Saved data entries:
-- Opening Marker --
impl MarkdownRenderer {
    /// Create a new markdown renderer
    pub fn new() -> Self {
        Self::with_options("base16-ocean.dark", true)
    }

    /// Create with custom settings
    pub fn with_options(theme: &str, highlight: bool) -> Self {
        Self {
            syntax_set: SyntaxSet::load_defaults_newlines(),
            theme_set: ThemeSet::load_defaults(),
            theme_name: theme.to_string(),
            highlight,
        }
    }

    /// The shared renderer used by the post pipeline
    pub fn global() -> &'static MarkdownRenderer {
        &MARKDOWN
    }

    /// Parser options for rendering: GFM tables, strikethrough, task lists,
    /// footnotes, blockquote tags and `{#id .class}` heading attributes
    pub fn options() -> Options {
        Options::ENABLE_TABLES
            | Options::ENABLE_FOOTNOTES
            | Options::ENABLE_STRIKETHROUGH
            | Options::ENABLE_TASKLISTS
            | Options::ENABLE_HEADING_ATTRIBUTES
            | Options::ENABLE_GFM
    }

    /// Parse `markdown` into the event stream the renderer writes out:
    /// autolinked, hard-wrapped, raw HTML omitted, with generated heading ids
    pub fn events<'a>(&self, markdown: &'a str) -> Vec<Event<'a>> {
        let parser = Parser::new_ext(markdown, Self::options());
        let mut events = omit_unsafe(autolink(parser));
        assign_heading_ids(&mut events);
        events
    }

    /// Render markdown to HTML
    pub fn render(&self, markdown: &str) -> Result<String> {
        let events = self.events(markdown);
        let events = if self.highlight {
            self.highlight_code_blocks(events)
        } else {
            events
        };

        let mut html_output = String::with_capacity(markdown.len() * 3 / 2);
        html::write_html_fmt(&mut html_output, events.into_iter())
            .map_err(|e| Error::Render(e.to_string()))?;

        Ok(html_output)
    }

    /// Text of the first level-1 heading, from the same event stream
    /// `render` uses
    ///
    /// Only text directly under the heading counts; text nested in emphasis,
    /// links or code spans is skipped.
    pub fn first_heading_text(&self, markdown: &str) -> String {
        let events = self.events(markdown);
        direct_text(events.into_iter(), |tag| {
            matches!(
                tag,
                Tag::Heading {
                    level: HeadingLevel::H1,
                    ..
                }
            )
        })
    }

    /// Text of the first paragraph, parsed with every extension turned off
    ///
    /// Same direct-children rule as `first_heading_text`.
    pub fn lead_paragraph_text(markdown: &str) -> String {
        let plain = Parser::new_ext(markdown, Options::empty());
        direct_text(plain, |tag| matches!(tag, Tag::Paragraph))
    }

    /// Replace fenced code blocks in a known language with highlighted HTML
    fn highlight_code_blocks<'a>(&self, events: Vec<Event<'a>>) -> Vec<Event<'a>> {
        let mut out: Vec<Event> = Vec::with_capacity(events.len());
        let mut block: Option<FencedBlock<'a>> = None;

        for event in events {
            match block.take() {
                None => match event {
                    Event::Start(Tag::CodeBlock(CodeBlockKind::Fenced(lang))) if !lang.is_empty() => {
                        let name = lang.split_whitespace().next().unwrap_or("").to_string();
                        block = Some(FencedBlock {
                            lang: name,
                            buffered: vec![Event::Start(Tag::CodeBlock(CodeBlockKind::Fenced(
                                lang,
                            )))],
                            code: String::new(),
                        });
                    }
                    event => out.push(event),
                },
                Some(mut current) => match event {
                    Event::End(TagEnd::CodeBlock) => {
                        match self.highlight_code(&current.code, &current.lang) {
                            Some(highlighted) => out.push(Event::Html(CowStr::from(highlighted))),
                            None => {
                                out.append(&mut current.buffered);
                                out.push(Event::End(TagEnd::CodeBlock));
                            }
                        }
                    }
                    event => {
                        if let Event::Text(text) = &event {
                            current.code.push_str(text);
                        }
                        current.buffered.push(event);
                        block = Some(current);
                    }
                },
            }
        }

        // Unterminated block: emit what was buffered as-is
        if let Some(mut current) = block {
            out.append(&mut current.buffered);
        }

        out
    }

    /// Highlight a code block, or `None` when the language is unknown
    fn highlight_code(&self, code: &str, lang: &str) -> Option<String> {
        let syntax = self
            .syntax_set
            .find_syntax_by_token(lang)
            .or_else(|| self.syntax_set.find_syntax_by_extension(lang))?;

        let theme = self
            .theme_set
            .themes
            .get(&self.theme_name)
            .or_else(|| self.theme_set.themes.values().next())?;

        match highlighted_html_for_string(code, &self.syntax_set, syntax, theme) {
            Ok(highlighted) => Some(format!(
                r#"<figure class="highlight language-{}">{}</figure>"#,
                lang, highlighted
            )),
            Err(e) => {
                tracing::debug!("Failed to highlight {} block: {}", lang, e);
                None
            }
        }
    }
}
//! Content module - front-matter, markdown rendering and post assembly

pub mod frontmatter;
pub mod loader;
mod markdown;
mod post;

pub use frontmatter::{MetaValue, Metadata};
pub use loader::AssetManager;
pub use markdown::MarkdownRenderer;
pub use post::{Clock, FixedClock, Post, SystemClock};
-- Closing Marker --
EXERCISE DIRECTIONS: The response should be an exact copy of every line above.

OUTPUT FOR THIS TASK:
impl MarkdownRenderer {
    /// Create a new markdown renderer
    pub fn new() -> Self {
        Self::with_options("base16-ocean.dark", true)
    }

    /// Create with custom settings
    pub fn with_options(theme: &str, highlight: bool) -> Self {
        Self {
            syntax_set: SyntaxSet::load_defaults_newlines(),
            theme_set: ThemeSet::load_defaults(),
            theme_name: theme.to_string(),
            highlight,
        }
    }

    /// The shared renderer used by the post pipeline
    pub fn global() -> &'static MarkdownRenderer {
        &MARKDOWN
    }

    /// Parser options for rendering: GFM tables, strikethrough, task lists,
    /// footnotes, blockquote tags and `{#id .class}` heading attributes
    pub fn options() -> Options {
        Options::ENABLE_TABLES
            | Options::ENABLE_FOOTNOTES
            | Options::ENABLE_STRIKETHROUGH
            | Options::ENABLE_TASKLISTS
            | Options::ENABLE_HEADING_ATTRIBUTES
            | Options::ENABLE_GFM
    }

    /// Parse `markdown` into the event stream the renderer writes out:
    /// autolinked, hard-wrapped, raw HTML omitted, with generated heading ids
    pub fn events<'a>(&self, markdown: &'a str) -> Vec<Event<'a>> {
        let parser = Parser::new_ext(markdown, Self::options());
        let mut events = omit_unsafe(autolink(parser));
        assign_heading_ids(&mut events);
        events
    }

    /// Render markdown to HTML
    pub fn render(&self, markdown: &str) -> Result<String> {
        let events = self.events(markdown);
        let events = if self.highlight {
            self.highlight_code_blocks(events)
        } else {
            events
        };

        let mut html_output = String::with_capacity(markdown.len() * 3 / 2);
        html::write_html_fmt(&mut html_output, events.into_iter())
            .map_err(|e| Error::Render(e.to_string()))?;

        Ok(html_output)
    }

    /// Text of the first level-1 heading, from the same event stream
    /// `render` uses
    ///
    /// Only text directly under the heading counts; text nested in emphasis,
    /// links or code spans is skipped.
    pub fn first_heading_text(&self, markdown: &str) -> String {
        let events = self.events(markdown);
        direct_text(events.into_iter(), |tag| {
            matches!(
                tag,
                Tag::Heading {
                    level: HeadingLevel::H1,
                    ..
                }
            )
        })
    }

    /// Text of the first paragraph, parsed with every extension turned off
    ///
    /// Same direct-children rule as `first_heading_text`.
    pub fn lead_paragraph_text(markdown: &str) -> String {
        let plain = Parser::new_ext(markdown, Options::empty());
        direct_text(plain, |tag| matches!(tag, Tag::Paragraph))
    }

    /// Replace fenced code blocks in a known language with highlighted HTML
    fn highlight_code_blocks<'a>(&self, events: Vec<Event<'a>>) -> Vec<Event<'a>> {
        let mut out: Vec<Event> = Vec::with_capacity(events.len());
        let mut block: Option<FencedBlock<'a>> = None;

        for event in events {
            match block.take() {
                None => match event {
                    Event::Start(Tag::CodeBlock(CodeBlockKind::Fenced(lang))) if !lang.is_empty() => {
                        let name = lang.split_whitespace().next().unwrap_or("").to_string();
                        block = Some(FencedBlock {
                            lang: name,
                            buffered: vec![Event::Start(Tag::CodeBlock(CodeBlockKind::Fenced(
                                lang,
                            )))],
                            code: String::new(),
                        });
                    }
                    event => out.push(event),
                },
                Some(mut current) => match event {
                    Event::End(TagEnd::CodeBlock) => {
                        match self.highlight_code(&current.code, &current.lang) {
                            Some(highlighted) => out.push(Event::Html(CowStr::from(highlighted))),
                            None => {
                                out.append(&mut current.buffered);
                                out.push(Event::End(TagEnd::CodeBlock));
                            }
                        }
                    }
                    event => {
                        if let Event::Text(text) = &event {
                            current.code.push_str(text);
                        }
                        current.buffered.push(event);
                        block = Some(current);
                    }
                },
            }
        }

        // Unterminated block: emit what was buffered as-is
        if let Some(mut current) = block {
            out.append(&mut current.buffered);
        }

        out
    }

    /// Highlight a code block, or `None` when the language is unknown
    fn highlight_code(&self, code: &str, lang: &str) -> Option<String> {
        let syntax = self
            .syntax_set
            .find_syntax_by_token(lang)
            .or_else(|| self.syntax_set.find_syntax_by_extension(lang))?;

        let theme = self
            .theme_set
            .themes
            .get(&self.theme_name)
            .or_else(|| self.theme_set.themes.values().next())?;

        match highlighted_html_for_string(code, &self.syntax_set, syntax, theme) {
            Ok(highlighted) => Some(format!(
                r#"<figure class="highlight language-{}">{}</figure>"#,
                lang, highlighted
            )),
            Err(e) => {
                tracing::debug!("Failed to highlight {} block: {}", lang, e);
                None
            }
        }
    }
}
//! Content module - front-matter, markdown rendering and post assembly

pub mod frontmatter;
pub mod loader;
mod markdown;
mod post;

pub use frontmatter::{MetaValue, Metadata};
pub use loader::AssetManager;
pub use markdown::MarkdownRenderer;
pub use post::{Clock, FixedClock, Post, SystemClock};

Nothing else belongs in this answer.